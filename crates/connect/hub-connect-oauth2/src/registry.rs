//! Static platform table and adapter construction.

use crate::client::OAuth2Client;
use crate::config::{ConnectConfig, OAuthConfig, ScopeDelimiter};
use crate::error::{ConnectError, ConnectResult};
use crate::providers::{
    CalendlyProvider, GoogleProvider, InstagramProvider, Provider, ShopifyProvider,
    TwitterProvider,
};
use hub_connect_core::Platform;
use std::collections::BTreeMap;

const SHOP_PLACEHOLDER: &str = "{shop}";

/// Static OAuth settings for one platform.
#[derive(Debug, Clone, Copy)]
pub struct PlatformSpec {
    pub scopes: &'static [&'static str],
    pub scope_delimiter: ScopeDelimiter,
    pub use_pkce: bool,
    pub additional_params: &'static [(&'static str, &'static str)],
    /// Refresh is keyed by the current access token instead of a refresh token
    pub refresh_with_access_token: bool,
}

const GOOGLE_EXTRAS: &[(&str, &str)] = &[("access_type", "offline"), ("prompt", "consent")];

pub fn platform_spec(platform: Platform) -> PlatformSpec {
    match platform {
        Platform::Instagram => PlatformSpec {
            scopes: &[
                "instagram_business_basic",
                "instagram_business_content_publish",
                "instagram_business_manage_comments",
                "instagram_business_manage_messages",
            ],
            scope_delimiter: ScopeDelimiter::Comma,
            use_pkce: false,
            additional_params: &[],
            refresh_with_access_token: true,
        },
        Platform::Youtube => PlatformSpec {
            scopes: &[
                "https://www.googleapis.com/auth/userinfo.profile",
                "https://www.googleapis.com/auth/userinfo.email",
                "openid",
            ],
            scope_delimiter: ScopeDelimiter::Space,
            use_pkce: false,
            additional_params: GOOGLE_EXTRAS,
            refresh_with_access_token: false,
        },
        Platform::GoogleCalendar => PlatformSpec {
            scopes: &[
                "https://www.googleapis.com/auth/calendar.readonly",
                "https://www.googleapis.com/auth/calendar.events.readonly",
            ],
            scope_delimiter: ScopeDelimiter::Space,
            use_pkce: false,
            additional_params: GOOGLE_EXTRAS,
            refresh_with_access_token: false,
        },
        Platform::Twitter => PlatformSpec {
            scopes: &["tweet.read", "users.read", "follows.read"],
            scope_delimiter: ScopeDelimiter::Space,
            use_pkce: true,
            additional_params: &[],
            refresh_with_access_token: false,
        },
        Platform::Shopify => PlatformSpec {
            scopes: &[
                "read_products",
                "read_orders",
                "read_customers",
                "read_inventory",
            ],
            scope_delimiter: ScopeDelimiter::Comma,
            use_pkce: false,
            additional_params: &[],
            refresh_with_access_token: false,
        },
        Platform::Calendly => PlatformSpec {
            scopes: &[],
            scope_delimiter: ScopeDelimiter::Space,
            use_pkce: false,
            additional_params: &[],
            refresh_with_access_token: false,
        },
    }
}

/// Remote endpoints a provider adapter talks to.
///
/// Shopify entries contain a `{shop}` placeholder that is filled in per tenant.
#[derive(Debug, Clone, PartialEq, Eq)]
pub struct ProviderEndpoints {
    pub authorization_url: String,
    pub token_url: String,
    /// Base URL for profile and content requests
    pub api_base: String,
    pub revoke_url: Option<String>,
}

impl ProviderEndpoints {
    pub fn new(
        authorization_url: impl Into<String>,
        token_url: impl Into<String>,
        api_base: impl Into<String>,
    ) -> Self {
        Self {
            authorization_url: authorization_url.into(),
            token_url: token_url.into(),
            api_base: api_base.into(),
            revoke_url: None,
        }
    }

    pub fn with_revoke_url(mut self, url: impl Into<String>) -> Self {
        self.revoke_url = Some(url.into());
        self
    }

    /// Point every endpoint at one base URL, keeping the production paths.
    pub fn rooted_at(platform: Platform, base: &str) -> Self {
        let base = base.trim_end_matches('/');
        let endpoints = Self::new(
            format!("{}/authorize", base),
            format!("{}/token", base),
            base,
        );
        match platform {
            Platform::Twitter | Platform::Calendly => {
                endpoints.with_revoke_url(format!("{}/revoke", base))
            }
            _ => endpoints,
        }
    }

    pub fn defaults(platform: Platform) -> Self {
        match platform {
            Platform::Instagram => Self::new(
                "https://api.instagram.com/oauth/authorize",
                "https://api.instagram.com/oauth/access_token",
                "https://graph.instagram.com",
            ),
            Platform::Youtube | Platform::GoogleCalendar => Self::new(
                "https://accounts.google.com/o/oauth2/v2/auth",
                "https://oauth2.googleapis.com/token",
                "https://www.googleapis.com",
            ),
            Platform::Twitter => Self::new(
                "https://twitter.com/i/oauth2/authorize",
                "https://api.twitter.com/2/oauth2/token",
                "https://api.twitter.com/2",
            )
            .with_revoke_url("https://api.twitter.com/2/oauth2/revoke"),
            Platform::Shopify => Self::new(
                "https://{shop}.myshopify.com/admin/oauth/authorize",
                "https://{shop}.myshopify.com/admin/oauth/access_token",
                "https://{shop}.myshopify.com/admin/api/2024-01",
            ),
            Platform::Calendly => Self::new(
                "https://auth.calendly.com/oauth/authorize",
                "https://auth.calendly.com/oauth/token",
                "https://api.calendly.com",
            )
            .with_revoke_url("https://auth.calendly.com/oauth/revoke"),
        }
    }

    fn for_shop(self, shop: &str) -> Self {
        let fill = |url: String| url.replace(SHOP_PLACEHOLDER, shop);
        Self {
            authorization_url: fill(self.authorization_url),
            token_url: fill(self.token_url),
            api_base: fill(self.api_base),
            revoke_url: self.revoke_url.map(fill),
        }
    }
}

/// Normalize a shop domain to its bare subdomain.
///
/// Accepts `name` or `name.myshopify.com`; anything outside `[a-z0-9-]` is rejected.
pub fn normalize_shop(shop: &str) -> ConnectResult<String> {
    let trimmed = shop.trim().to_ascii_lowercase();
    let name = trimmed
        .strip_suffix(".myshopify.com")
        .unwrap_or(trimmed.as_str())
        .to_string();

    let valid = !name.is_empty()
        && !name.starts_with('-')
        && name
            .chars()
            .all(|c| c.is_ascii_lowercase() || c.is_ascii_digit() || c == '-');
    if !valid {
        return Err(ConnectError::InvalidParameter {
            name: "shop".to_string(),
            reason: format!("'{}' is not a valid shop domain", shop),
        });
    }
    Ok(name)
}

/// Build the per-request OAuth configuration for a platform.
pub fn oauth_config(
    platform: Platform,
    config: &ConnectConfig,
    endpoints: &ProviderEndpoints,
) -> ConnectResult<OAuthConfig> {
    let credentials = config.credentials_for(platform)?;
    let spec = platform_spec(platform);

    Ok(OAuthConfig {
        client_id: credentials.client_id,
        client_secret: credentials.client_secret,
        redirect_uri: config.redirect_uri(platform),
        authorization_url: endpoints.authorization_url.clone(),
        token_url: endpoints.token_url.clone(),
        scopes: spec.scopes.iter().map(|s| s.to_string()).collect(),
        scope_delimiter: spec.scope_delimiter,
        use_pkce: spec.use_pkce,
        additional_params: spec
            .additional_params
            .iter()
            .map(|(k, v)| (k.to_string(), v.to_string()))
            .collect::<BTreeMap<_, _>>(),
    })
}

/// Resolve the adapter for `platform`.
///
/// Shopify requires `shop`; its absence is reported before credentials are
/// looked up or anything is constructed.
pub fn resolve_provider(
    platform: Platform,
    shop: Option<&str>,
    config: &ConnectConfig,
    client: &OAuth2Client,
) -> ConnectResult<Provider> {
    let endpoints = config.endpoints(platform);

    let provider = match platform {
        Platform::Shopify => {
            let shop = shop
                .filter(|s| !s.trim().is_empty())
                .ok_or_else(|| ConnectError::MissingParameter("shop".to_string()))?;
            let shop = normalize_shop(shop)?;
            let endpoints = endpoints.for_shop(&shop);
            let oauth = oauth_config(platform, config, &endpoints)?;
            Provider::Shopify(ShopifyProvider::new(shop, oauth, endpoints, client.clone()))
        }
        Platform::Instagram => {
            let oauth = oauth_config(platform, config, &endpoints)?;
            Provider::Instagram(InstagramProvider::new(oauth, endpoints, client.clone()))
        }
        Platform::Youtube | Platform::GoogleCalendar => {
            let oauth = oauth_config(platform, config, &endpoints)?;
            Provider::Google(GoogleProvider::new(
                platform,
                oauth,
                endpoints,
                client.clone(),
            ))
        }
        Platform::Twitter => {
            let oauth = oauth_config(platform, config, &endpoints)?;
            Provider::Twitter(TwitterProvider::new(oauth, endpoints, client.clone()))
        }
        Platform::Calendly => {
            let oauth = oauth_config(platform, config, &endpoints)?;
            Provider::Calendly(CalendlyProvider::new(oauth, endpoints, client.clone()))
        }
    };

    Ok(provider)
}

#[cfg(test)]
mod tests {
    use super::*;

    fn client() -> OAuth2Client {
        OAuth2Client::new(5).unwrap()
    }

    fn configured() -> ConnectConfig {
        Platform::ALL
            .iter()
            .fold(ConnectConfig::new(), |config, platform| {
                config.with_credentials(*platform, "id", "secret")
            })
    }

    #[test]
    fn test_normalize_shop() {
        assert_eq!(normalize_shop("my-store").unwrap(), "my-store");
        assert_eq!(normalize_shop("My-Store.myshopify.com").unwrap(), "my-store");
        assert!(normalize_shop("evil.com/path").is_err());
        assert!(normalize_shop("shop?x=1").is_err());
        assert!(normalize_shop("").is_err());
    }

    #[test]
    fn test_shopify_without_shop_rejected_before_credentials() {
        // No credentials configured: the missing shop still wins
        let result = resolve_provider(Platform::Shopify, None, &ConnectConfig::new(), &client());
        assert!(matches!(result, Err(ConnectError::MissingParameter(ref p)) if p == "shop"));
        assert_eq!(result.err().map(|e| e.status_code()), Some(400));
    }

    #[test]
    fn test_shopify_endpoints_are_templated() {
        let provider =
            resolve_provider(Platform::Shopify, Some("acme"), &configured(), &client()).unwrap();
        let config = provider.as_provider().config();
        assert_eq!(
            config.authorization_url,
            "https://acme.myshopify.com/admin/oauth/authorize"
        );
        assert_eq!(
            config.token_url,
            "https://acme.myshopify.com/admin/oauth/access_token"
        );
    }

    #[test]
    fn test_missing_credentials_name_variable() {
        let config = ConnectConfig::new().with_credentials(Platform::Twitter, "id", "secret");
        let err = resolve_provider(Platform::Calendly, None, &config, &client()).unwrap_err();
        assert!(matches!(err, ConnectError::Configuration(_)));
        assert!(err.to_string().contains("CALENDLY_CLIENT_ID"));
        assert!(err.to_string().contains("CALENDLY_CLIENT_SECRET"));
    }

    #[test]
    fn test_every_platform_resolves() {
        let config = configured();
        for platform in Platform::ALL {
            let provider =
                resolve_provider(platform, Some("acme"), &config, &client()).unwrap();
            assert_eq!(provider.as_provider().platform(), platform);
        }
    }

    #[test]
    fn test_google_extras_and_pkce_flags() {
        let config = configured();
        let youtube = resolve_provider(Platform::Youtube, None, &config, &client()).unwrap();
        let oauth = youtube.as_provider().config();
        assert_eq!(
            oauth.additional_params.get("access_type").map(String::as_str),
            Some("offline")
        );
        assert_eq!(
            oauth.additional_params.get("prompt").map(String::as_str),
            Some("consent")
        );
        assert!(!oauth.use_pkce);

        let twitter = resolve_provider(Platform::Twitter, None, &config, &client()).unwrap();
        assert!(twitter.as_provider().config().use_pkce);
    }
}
-.-.-
Work task: Find and copy every line in the entries above where the string "readonly" occurs.

Completed task:
                "https://www.googleapis.com/auth/calendar.readonly",
                "https://www.googleapis.com/auth/calendar.events.readonly",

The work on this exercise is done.